Imagine if we had something like JSON, but with a more standardized schema to e.g. describe something simple like a table of data. There is so much glue code being written that does nothing else than reformatting data to something an organization can actually use. Think what it would mean if every table on the web would be fully adressable with an URI, such that you can directly load it into whatever you want - pandas dataframes, tableau, a C++ vector, Excel, your next fancy executive board PowerPoint chart, whatever. Make it n-dimensional from the start and give the shape plus each column a type definition. I guess one can dream...

3 comments

There is a lot of glue code written because we are only transporting data through HTTP, that is the problem.

A concept that has been buzzing around my head a lot lately is, what if we could model objects/actors? So that I do not only go to google.com to display some HTML, but we have a standardised RPC language I can tell it to "search this query" and it returns a structured object? The same RPC I can use to talk to my Hue lamp and tell it "turn red."

In fact, our current HTML model can nicely map to a "render a thing to HTML" method call.

We spend too much time building complex systems by either scraping HTML, or gluing together incompatible APIs from vendors.

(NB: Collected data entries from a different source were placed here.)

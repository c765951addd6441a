//! Bottega core: optimistic mutation and cache consistency for the
//! storefront client.
//!
//! The crate owns the client-side state shared between storefront views:
//! the shopping cart and the support-chat thread. User actions are applied
//! optimistically to a process-wide [`cache::QueryCache`], committed
//! against a remote [`remote::StoreClient`], and rolled back to an exact
//! snapshot when the commit fails. The [`mutation::MutationCoordinator`]
//! serializes conflicting mutations per cache key and guarantees a final
//! settlement step on every exit path.
//!
//! UI rendering, routing, and the HTTP transport are host concerns; they
//! reach this crate only through the `remote` and `session` traits and the
//! read-only views exposed by the `application` services.

pub mod application;
pub mod cache;
pub mod config;
pub mod domain;
pub mod mutation;
pub mod remote;
pub mod session;

pub use application::cart::{CartService, CartView};
pub use application::chat::{ChatService, ChatView};
pub use cache::{CacheEntry, CacheValue, QueryCache, QueryKey, QueryStatus, Subscription};
pub use config::CoreConfig;
pub use mutation::{MutationCoordinator, MutationDescriptor, MutationError};
pub use remote::{RemoteError, RemoteErrorKind, ServerResult, StoreClient};
pub use session::DurableStore;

I want the Internet to be like the Erlang virtual machine. Each server is an independent actor that holds state, can send and receive messages, but they are not very trusted.

> I want the Internet to be like the Erlang virtual machine. Each server is an independent actor that holds state, can send and receive messages, but they are not very trusted.

you sound quite a bit like Alan Kay there (and that's not a bad thing IMO).

I know, my extended idea is borne out of Alan Kay and his vision. It is very nebulous at this stage to expand further, but I do strongly agree with him now that "the computer revolution hasn't happened yet."
Are you trusted? The reason g-search and others don’t have an API is not a technical one. They won’t let you neither JSON nor HTML without captcha module injected into your browser because this is the way they earn money.
So? That can still be modelled in a RPC manner.

Instead of sending a "query <string>" command, I have to do:

    -> get-captcha
    <- returns a captcha object
    -> solve-captcha <id> <solution>
    <- returns a token string
    -> query <token> <string>
    <- returns a list of results
Very simplified. If HTTP is the transport, the current Authentication header is very good at encapsulating these details without having to repeat them every command.

Point is, HTTP is still too low level and we're paying people $150k a year to write glue code and reimplement API clients until they quit and do the same thing at another company.

Could work for the traditional image check, but not at all for the user behavior analysis magic they do. Which seems to take over.
I agree with you.

The problems that computers are trying to solve are partly the expression problem.

Given this state, do this calculation.

Object orientation for me means creating relationships between arbitrary groups of objects and sending messages between objects to do things.

CSV, for all it's faults, is probably the closest thing we have to a "universal 2d table format you can import anywhere."
What would you want that's significantly better than an n-dimensional json array? A sparse table format?

You'll still need to handle the core cell-type parsing. You'll still need to deal with what level of normalization the table used ie are cells primitives or objects or different objects with conflicting structures.

an n-dimensional json array still doesn't come with strong type information (other than str/null/decimal/int) for the fields and it doesn't give you a guaranteed shape either. also, there is no standard how to declare the field header labels. also, it's not binary, thus very inefficient for numerical data. there are various data formats that help in those regards, but none of it is standardized, hence all our fingers being sticky from the glue.